» Action item
A copy is needed of each line in the records that has the word "impl".
##### Records supplied #####
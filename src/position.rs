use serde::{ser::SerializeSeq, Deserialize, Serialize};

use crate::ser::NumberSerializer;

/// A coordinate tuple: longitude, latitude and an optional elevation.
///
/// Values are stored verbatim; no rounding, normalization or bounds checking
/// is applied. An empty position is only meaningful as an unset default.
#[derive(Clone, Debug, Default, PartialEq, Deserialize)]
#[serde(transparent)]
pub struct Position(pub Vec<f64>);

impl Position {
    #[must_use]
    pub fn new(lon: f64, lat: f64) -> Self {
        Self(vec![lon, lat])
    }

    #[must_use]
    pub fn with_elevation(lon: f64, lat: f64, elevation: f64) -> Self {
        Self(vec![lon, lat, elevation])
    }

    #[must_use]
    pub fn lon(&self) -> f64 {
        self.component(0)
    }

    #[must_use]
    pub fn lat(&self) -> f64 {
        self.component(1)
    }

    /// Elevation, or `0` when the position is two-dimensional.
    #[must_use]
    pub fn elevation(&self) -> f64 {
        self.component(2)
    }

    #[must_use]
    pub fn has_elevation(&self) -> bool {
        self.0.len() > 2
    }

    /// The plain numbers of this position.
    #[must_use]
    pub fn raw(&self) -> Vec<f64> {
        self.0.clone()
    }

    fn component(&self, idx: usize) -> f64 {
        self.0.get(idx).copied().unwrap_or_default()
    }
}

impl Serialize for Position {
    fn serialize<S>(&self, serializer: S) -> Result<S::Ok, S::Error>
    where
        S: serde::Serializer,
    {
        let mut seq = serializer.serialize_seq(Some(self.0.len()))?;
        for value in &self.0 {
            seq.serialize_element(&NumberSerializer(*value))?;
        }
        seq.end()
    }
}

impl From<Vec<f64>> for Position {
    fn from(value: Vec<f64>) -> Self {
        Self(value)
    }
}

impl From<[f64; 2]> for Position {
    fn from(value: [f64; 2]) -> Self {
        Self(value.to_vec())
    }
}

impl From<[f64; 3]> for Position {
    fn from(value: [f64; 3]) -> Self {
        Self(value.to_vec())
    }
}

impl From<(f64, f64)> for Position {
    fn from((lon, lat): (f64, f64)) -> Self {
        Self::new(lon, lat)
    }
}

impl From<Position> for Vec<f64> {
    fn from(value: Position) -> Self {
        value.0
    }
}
#####
» Output for this exercise
impl Position {
impl Serialize for Position {
impl From<Vec<f64>> for Position {
impl From<[f64; 2]> for Position {
impl From<[f64; 3]> for Position {
impl From<(f64, f64)> for Position {
impl From<Position> for Vec<f64> {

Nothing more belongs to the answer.